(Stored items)

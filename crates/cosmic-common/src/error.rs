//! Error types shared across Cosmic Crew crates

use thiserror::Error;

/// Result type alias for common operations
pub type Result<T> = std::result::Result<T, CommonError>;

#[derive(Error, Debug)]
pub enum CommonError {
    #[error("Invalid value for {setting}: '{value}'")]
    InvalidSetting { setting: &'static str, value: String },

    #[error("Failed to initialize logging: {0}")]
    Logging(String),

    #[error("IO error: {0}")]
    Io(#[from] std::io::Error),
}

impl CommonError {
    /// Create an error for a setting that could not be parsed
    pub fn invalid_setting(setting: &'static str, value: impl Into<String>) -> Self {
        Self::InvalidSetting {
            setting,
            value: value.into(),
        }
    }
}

* * *

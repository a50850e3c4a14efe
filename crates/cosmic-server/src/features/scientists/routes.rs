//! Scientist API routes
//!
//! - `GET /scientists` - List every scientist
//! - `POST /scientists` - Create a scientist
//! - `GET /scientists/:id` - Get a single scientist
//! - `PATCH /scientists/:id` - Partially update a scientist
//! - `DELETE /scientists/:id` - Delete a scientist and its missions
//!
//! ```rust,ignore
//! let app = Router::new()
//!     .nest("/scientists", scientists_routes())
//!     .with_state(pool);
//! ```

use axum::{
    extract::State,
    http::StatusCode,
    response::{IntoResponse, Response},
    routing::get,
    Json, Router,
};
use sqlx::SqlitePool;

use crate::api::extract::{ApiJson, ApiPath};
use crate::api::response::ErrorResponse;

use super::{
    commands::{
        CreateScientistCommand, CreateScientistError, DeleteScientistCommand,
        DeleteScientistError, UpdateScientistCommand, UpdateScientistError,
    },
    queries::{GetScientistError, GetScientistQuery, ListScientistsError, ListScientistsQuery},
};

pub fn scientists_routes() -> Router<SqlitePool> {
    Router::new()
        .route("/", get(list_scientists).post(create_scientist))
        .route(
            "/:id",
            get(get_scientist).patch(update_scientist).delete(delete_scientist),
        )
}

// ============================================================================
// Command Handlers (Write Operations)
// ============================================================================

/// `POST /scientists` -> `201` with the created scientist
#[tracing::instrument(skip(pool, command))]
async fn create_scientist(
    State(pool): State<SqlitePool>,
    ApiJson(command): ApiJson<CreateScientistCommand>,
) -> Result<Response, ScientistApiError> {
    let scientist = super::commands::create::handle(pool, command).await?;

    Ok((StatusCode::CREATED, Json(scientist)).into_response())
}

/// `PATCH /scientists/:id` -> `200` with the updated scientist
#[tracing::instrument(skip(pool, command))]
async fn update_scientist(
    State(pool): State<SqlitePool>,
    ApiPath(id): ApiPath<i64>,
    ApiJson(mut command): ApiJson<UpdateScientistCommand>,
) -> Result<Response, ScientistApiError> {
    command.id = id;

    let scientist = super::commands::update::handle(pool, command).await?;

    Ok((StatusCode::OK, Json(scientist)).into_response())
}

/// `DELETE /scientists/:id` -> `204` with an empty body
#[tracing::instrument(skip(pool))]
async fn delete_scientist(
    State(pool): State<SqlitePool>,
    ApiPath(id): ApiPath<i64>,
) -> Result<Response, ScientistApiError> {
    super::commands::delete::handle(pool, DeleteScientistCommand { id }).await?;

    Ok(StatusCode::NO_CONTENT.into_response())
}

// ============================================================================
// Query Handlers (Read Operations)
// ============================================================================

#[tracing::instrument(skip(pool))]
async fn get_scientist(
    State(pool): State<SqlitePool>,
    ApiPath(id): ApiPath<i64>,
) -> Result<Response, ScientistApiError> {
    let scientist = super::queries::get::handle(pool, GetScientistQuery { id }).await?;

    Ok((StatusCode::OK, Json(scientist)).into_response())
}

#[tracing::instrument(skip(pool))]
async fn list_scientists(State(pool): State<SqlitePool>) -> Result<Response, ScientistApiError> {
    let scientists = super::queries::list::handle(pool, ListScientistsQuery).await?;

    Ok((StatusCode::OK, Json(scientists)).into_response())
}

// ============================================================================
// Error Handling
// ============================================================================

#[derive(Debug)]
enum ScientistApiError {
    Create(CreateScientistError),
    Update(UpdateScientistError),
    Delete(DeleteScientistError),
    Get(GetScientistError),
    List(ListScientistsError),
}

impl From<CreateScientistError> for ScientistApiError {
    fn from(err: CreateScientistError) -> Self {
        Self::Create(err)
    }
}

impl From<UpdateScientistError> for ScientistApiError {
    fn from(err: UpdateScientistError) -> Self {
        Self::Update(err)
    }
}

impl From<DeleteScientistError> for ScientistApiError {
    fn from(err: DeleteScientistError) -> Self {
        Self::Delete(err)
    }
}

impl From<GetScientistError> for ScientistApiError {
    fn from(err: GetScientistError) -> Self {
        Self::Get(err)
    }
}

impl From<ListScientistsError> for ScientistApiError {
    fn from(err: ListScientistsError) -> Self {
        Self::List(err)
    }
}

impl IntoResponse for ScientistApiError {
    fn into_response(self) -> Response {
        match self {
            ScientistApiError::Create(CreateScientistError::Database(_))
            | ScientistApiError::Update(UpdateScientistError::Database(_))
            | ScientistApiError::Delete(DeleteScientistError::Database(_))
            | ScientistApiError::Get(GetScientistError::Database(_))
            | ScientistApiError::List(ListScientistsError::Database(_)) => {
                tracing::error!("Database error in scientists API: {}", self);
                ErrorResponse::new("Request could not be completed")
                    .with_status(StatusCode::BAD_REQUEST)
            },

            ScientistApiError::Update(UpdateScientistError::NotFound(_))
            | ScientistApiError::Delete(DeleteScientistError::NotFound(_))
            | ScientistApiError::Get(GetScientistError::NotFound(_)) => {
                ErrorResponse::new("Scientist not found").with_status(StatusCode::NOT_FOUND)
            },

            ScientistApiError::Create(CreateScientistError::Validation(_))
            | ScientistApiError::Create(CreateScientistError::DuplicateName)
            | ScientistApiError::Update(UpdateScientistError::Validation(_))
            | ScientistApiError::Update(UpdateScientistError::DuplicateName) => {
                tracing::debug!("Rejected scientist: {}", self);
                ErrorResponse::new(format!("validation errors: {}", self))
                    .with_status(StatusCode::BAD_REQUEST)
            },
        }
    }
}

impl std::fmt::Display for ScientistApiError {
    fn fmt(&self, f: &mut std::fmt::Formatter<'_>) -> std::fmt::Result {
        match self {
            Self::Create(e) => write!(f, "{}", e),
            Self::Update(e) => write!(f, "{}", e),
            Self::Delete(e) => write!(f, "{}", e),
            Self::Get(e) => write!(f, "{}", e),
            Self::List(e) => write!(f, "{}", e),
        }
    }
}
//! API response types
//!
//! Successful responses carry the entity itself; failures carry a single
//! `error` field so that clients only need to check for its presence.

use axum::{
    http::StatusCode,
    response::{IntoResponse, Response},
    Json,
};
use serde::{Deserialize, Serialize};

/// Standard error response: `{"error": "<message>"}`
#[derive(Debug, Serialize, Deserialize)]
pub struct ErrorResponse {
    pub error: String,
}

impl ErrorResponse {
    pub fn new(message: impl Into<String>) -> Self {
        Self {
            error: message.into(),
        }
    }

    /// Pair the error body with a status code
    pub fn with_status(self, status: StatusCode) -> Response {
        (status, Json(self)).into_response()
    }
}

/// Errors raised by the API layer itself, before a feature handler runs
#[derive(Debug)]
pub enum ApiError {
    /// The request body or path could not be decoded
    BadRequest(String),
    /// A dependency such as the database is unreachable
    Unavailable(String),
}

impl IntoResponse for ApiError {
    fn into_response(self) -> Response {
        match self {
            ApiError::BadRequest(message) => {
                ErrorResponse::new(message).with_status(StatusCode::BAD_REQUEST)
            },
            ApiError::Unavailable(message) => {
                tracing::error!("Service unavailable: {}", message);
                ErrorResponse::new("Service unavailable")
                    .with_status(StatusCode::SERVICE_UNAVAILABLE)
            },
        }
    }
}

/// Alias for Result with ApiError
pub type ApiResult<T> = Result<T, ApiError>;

==

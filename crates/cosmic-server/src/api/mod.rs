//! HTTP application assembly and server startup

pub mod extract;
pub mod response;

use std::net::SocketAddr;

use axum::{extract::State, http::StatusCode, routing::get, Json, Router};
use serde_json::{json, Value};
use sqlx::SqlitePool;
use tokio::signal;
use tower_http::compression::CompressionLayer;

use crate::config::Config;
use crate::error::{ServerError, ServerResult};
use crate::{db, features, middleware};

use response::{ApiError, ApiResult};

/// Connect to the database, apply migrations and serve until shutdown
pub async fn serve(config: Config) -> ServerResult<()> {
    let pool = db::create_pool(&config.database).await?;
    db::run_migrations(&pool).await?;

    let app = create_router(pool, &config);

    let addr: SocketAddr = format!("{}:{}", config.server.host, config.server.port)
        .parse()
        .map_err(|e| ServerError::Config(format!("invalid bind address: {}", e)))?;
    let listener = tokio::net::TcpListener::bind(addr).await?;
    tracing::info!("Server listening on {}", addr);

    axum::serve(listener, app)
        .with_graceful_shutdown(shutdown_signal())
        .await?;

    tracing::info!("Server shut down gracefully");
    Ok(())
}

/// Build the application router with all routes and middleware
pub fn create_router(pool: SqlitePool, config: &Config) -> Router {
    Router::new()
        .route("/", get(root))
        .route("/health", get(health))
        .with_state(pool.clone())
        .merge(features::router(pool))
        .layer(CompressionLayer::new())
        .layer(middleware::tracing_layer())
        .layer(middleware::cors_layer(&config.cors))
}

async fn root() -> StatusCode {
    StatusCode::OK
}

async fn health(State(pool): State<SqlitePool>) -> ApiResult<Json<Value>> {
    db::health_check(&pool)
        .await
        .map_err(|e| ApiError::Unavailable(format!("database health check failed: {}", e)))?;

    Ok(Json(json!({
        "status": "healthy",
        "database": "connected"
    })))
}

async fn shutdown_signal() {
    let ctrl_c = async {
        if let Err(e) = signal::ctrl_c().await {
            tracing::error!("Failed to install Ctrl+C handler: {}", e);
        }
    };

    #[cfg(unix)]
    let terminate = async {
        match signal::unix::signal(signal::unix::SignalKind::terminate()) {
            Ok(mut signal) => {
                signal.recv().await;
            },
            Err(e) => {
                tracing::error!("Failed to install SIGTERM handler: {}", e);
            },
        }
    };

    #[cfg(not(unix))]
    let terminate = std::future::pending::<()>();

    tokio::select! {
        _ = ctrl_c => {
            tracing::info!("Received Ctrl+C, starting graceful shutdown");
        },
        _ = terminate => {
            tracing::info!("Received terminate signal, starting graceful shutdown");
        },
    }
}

▶ [What you are asked to do] What is needed is a copy of every line above in which "application" appears.

▶ [Output below]
//! HTTP application assembly and server startup
/// Build the application router with all routes and middleware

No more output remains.